On April 9, 2020, the Court conducted a confirmation hearing on the First Chapter 13 Plan. ECF No. 31. At the confirmation hearing, Debtor's attorney agreed that the sole purpose of the chapter 13 case was to sell the Property to the Debtor's romantic partner without payment to any creditor other than attorney's fees. Id. at 1:00 and 4:20. Debtor argued that the purpose of the filing was to permit his romantic partner to purchase the house for its true value and free of any liens so that Debtor could remain in the house with her. Id. at 6:40. The Court expressed serious doubt whether this constituted a proper purpose for chapter 13. Furthermore, and despite the Court's prior direction, Debtor had not amended the Sale Motion to disclose the relationship with the buyer. Id. at 1:50. Debtor's attorney stated that he was waiting on the results of the appraisal to amend the Sale Motion. Id. at 3:20. The Court denied confirmation of the First Chapter 13 Plan because the language of Section 9 was patently unconfirmable, regardless of the proper purpose of the filing. ECF No. 32. In denying confirmation, the Court did not provide additional time for Debtor to file another plan.
Almost two months later, on June 4, 2020, Debtor filed his First Amended Motion to Sell Real Property Free and Clear of Liens Pursuant to 11 U.S.C. § 363 849 Moose Tracks Tail [sic], Cedar Grove, North Carolina (the "Amended Sale Motion"). ECF No. 34. The Amended Sale Motion states, "Angel Barnes is an insider to this transaction, in that she is the romantic partner of the debtor and lives with the debtor on the real property at issue in this motion." Id. ¶ 9.

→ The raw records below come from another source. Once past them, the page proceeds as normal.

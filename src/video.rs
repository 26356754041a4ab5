//! Video encoding for recorded frames.
//!
//! The recorder does not link a codec library. [`FfmpegEncoder`] streams raw
//! BGR frames into an `ffmpeg` child process over its stdin and lets it
//! produce the MP4. Anything implementing [`VideoEncoder`] can stand in for
//! it.

use std::{
    fs::File,
    io::{Read, Seek, SeekFrom, Write},
    path::{Path, PathBuf},
    process::{Child, Command, Stdio},
};

use log::debug;

use crate::error::RecorderError;
use crate::frame_sink::Frame;

/// Turns an ordered run of frames into a video file.
pub trait VideoEncoder {
    /// Write `frames`, in order, to `path` as a video playing at `fps`.
    /// Every frame must have the dimensions of the first. Returns the
    /// number of frames written.
    fn encode(&mut self, path: &Path, fps: u32, frames: &[&Frame]) -> Result<usize, RecorderError>;
}

/// Encodes with an external `ffmpeg` binary, `mpeg4` in an MP4 container
/// by default.
#[derive(Debug, Clone)]
pub struct FfmpegEncoder {
    program: PathBuf,
    codec: String,
}

impl Default for FfmpegEncoder {
    fn default() -> Self {
        Self {
            program: PathBuf::from("ffmpeg"),
            codec: "mpeg4".to_owned(),
        }
    }
}

impl FfmpegEncoder {
    pub fn with_program(program: impl Into<PathBuf>) -> Self {
        Self {
            program: program.into(),
            ..Default::default()
        }
    }

    /// Starts ffmpeg with its stderr going to `log`. A file never fills up
    /// the way a pipe does, so ffmpeg can't stall on its own diagnostics
    /// while we are still writing frames.
    fn spawn(
        &self,
        path: &Path,
        fps: u32,
        (width, height): (u32, u32),
        log: &File,
    ) -> Result<Child, RecorderError> {
        Command::new(&self.program)
            .args(["-y", "-loglevel", "error"])
            .args(["-f", "rawvideo", "-pix_fmt", "bgr24"])
            .arg("-s")
            .arg(format!("{width}x{height}"))
            .arg("-r")
            .arg(fps.to_string())
            .args(["-i", "-", "-an"])
            .arg("-c:v")
            .arg(&self.codec)
            .args(["-pix_fmt", "yuv420p"])
            // the target is a temporary file, so the container can't be
            // guessed from its extension
            .args(["-f", "mp4"])
            .arg(path)
            .stdin(Stdio::piped())
            .stdout(Stdio::null())
            .stderr(Stdio::from(log.try_clone()?))
            .spawn()
            .map_err(|e| {
                RecorderError::Video(format!("cannot start {}: {}", self.program.display(), e))
            })
    }
}

/// Whatever ffmpeg wrote to its log, trimmed.
fn read_log(log: &mut File) -> String {
    let mut text = String::new();
    if log.seek(SeekFrom::Start(0)).is_ok() {
        let _ = log.read_to_string(&mut text);
    }
    text.trim().to_owned()
}

fn abort(mut child: Child, msg: String) -> RecorderError {
    let _ = child.kill();
    let _ = child.wait();
    RecorderError::Video(msg)
}

impl VideoEncoder for FfmpegEncoder {
    fn encode(&mut self, path: &Path, fps: u32, frames: &[&Frame]) -> Result<usize, RecorderError> {
        let Some(first) = frames.first() else {
            return Err(RecorderError::Video("no frames to encode".to_owned()));
        };
        let (width, height) = (first.width, first.height);

        let mut log = tempfile::tempfile()?;
        let mut child = self.spawn(path, fps, (width, height), &log)?;
        let Some(mut stdin) = child.stdin.take() else {
            return Err(abort(child, "ffmpeg stdin unavailable".to_owned()));
        };

        for (i, frame) in frames.iter().enumerate() {
            if (frame.width, frame.height) != (width, height) {
                drop(stdin);
                return Err(abort(
                    child,
                    format!(
                        "frame {} is {}x{}, expected {}x{}",
                        i, frame.width, frame.height, width, height
                    ),
                ));
            }
            if let Err(e) = stdin.write_all(&frame.pixels) {
                drop(stdin);
                return Err(abort(child, format!("writing frame {} to ffmpeg: {}", i, e)));
            }
        }
        drop(stdin);

        let status = child.wait()?;
        if !status.success() {
            return Err(RecorderError::Video(format!(
                "ffmpeg exited with {}: {}",
                status,
                read_log(&mut log)
            )));
        }

        debug!(
            "Encoded {} frames ({}x{} @ {} fps) to {}",
            frames.len(),
            width,
            height,
            fps,
            path.display()
        );
        Ok(frames.len())
    }
}

/// An encoder that writes a plain-text description of the frames it was
/// given, so tests can check ordering without a real codec.
#[cfg(test)]
#[derive(Debug, Default)]
pub(crate) struct ListingEncoder {
    pub fail: bool,
}

#[cfg(test)]
impl VideoEncoder for ListingEncoder {
    fn encode(&mut self, path: &Path, fps: u32, frames: &[&Frame]) -> Result<usize, RecorderError> {
        if self.fail {
            return Err(RecorderError::Video("encoder told to fail".to_owned()));
        }
        let mut listing = format!("fps {}\n", fps);
        for frame in frames {
            listing.push_str(&format!(
                "{}x{} {}\n",
                frame.width,
                frame.height,
                frame.pixels.first().copied().unwrap_or(0)
            ));
        }
        std::fs::write(path, listing)?;
        Ok(frames.len())
    }
}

A month later, on July 6, 2020, Debtor filed Amended Schedule J to remove any expenses for a mortgage or real property taxes. ECF No. 43. The next day, Debtor filed his Amended Notice to Creditors and Proposed Plan (the "Second Chapter 13 Plan"). ECF No. 44. The Second Chapter 13 Plan proposed: (1) 44 monthly plan payments of $757.94; (2) payment of a $907.81 priority claim of the North Carolina Department of Revenue; (3) payment of $4,500 in attorney's fees to Debtor's counsel; and (4) $25,106.79 pro rata distribution to nonpriority unsecured claims. Id. Additionally, Section 9 contained the following nonstandard provision:
Real property located at 849 Moose Tracks Trail, Cedar Grove, NC 27231, which is owned solely by debtor, will be sold to Angel Barnes, an insider, via private sale free and clear of all liens. Proceeds of the sale will be distributed to the secured creditors by priority at closing by closing attorney.
Id.
One day later, the Trustee filed his motion to dismiss the case due to the Debtor exceeding the debt limitations under 11 U.S.C. § 109(e). ECF No. 45. On July 14, 2020, Debtor withdrew the Amended Sale Motion, and on July 21, filed the Motion to Convert the case to a case under chapter 11. ECF Nos. 52, 55. In the Motion to Convert, Debtor indicated his intention to elect to proceed under subchapter V if the case were converted. ECF No. 55. On July 28, 2020, the Bankruptcy Administrator joined in the Trustee's motion to dismiss. ECF No. 62.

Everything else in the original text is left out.